Work item:
Pull every line containing "Some" from the listing below.

___ Materials provided ___

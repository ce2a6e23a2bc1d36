use std::sync::Arc;

use chrono::{DateTime, Utc};
use rust_decimal::Decimal;

use ecoblock_core::{DomainError, DomainResult};
use ecoblock_forecast::{PredictionResult, UsagePredictor};
use ecoblock_inventory::{
    InMemoryMaterialStore, MaterialRecord, MaterialStore, MaterialType, NewMaterial,
    SourceRegistry, UsageEvent, UsageHistory,
};

use crate::analytics::{self, CarbonSummary};
use crate::config::ServiceConfig;
use crate::export;
use crate::import::{self, ImportSummary};

/// Orchestrates the material store, the usage history and the predictor.
///
/// Created once at process start and shared (`Arc`) between request
/// handlers; all methods take `&self`.
#[derive(Debug)]
pub struct InventoryService<S: MaterialStore> {
    store: S,
    history: Arc<UsageHistory>,
    predictor: UsagePredictor,
    sources: Option<SourceRegistry>,
}

impl InventoryService<InMemoryMaterialStore> {
    /// Fresh in-memory stores configured from `config`.
    pub fn in_memory(config: &ServiceConfig) -> DomainResult<Self> {
        Ok(Self::new(
            InMemoryMaterialStore::new(),
            Arc::new(config.usage_history()),
            UsagePredictor::new(config.predictor_table()?),
        )
        .with_source_registry(config.source_registry()))
    }
}

impl<S: MaterialStore> InventoryService<S> {
    pub fn new(store: S, history: Arc<UsageHistory>, predictor: UsagePredictor) -> Self {
        Self {
            store,
            history,
            predictor,
            sources: None,
        }
    }

    /// When set, intake from suppliers outside the registry is rejected.
    pub fn with_source_registry(mut self, sources: Option<SourceRegistry>) -> Self {
        self.sources = sources;
        self
    }

    pub fn store(&self) -> &S {
        &self.store
    }

    pub fn history(&self) -> &UsageHistory {
        &self.history
    }

    pub fn predictor(&self) -> &UsagePredictor {
        &self.predictor
    }

    /// Validate an intake and store it, replacing any record of the same type.
    pub fn add_material(
        &self,
        material_type: &str,
        quantity: Decimal,
        source: &str,
        carbon_savings_kg: Decimal,
    ) -> DomainResult<MaterialRecord> {
        self.intake(NewMaterial::new(
            MaterialType::new(material_type)?,
            quantity,
            source,
            carbon_savings_kg,
        ))
    }

    /// [`add_material`](Self::add_material) for a full payload, project
    /// metadata included.
    pub fn intake(&self, material: NewMaterial) -> DomainResult<MaterialRecord> {
        let material = self.checked_intake(material)?;
        let record = self.store.upsert(material)?;
        tracing::info!(
            material = %record.material_type(),
            id = %record.id_typed(),
            quantity = %record.quantity(),
            "material stored"
        );
        Ok(record)
    }

    fn checked_intake(&self, mut material: NewMaterial) -> DomainResult<NewMaterial> {
        material.source = material.source.trim().to_string();
        material.validate()?;

        if let Some(sources) = &self.sources {
            if !sources.is_verified(&material.source) {
                tracing::warn!(material = %material.material_type, source = %material.source, "intake rejected: unverified source");
                return Err(DomainError::validation(format!(
                    "source {:?} is not a verified supplier",
                    material.source
                )));
            }
        }
        Ok(material)
    }

    /// Bulk intake from CSV text (see [`import`]).
    ///
    /// Every row is parsed and validated before any is stored, so one bad
    /// row imports nothing. A row whose material is already stored with the
    /// same `date_added` counts as imported before and is skipped; any other
    /// row replaces the stored record like [`intake`](Self::intake).
    pub fn import_csv(&self, text: &str) -> DomainResult<ImportSummary> {
        let rows = import::parse_materials_csv(text)?
            .into_iter()
            .map(|row| self.checked_intake(row))
            .collect::<DomainResult<Vec<_>>>()?;

        let mut summary = ImportSummary::default();
        for row in rows {
            match self.store.get(&row.material_type) {
                Ok(existing) if existing.date_added() == row.date_added => {
                    summary.skipped += 1;
                    continue;
                }
                Ok(_) | Err(DomainError::NotFound(_)) => {}
                Err(e) => return Err(e),
            }
            self.store.upsert(row)?;
            summary.imported += 1;
        }

        tracing::info!(imported = summary.imported, skipped = summary.skipped, "csv import finished");
        Ok(summary)
    }

    pub fn list_materials(&self) -> DomainResult<Vec<MaterialRecord>> {
        self.store.list()
    }

    pub fn material(&self, material_type: &str) -> DomainResult<MaterialRecord> {
        self.store.get(&MaterialType::new(material_type)?)
    }

    /// Delete a record. Its usage history is kept.
    pub fn remove_material(&self, material_type: &str) -> DomainResult<MaterialRecord> {
        let record = self.store.remove(&MaterialType::new(material_type)?)?;
        tracing::info!(material = %record.material_type(), "material removed");
        Ok(record)
    }

    pub fn restock(&self, material_type: &str, amount: Decimal) -> DomainResult<MaterialRecord> {
        let material_type = MaterialType::new(material_type)?;
        if amount <= Decimal::ZERO {
            return Err(DomainError::validation("restock amount must be positive"));
        }
        let record = self
            .store
            .adjust_quantity(&material_type, &mut |r: &MaterialRecord| {
                r.quantity().checked_add(amount).ok_or_else(|| {
                    DomainError::validation(format!(
                        "restocking {amount} of {} overflows the quantity on hand",
                        r.material_type()
                    ))
                })
            })?;
        tracing::info!(material = %material_type, amount = %amount, quantity = %record.quantity(), "material restocked");
        Ok(record)
    }

    /// Consume `amount` units: append a usage event and decrement the
    /// quantity on hand, both or neither.
    pub fn record_usage(
        &self,
        material_type: &str,
        amount: Decimal,
        timestamp: DateTime<Utc>,
    ) -> DomainResult<UsageEvent> {
        let material_type = MaterialType::new(material_type)?;
        let event = UsageEvent::new(material_type.clone(), amount, timestamp)?;

        // The history append happens under the material's write lock, after
        // every check that could still fail on the store side.
        let history = &self.history;
        let result = self.store.adjust_quantity(&material_type, &mut |r: &MaterialRecord| {
            if amount > r.quantity() {
                return Err(DomainError::validation(format!(
                    "cannot consume {amount} of {}: only {} on hand",
                    r.material_type(),
                    r.quantity()
                )));
            }
            history.record(event.clone())?;
            Ok(r.quantity() - amount)
        });

        match result {
            Ok(record) => {
                tracing::info!(material = %material_type, amount = %amount, quantity = %record.quantity(), "usage recorded");
                Ok(event)
            }
            Err(e) => {
                tracing::warn!(material = %material_type, error = %e, "usage rejected");
                Err(e)
            }
        }
    }

    /// Forecast next-period usage.
    ///
    /// A type absent from the store fails with `InsufficientData`; it never
    /// yields a placeholder estimate.
    pub fn predict_usage(&self, material_type: &str) -> DomainResult<PredictionResult> {
        let material_type = MaterialType::new(material_type)?;
        let window = self.predictor.config_for(&material_type).window();

        let mut prediction = None;
        let outcome = self.store.read_with(&material_type, &mut |record: &MaterialRecord| {
            let events = self.history.events_for(&material_type, window)?;
            prediction = Some(self.predictor.predict(&material_type, &events, record.quantity())?);
            Ok(())
        });

        match outcome {
            Ok(()) => {}
            Err(DomainError::NotFound(_)) => {
                tracing::warn!(material = %material_type, "prediction requested for unknown material");
                return Err(DomainError::insufficient_data(format!(
                    "material {material_type} is not in the inventory"
                )));
            }
            Err(e) => return Err(e),
        }

        let prediction = prediction
            .ok_or_else(|| DomainError::internal("prediction was not produced"))?;
        tracing::info!(
            material = %prediction.material,
            predicted_usage = %prediction.predicted_usage,
            explanation = %prediction.explanation(),
            "usage predicted"
        );
        Ok(prediction)
    }

    pub fn carbon_savings_summary(&self) -> DomainResult<CarbonSummary> {
        analytics::carbon_summary(&self.store.list()?)
    }

    /// Up to five other materials with higher carbon savings, best first.
    pub fn suggest_alternatives(&self, material_type: &str) -> DomainResult<Vec<MaterialRecord>> {
        let reference = self.material(material_type)?;
        let records = self.store.list()?;
        Ok(analytics::greener_alternatives(&reference, &records))
    }

    pub fn export_csv(&self) -> DomainResult<String> {
        Ok(export::materials_to_csv(&self.store.list()?))
    }
}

___

Your solution:
        if let Some(sources) = &self.sources {
            prediction = Some(self.predictor.predict(&material_type, &events, record.quantity())?);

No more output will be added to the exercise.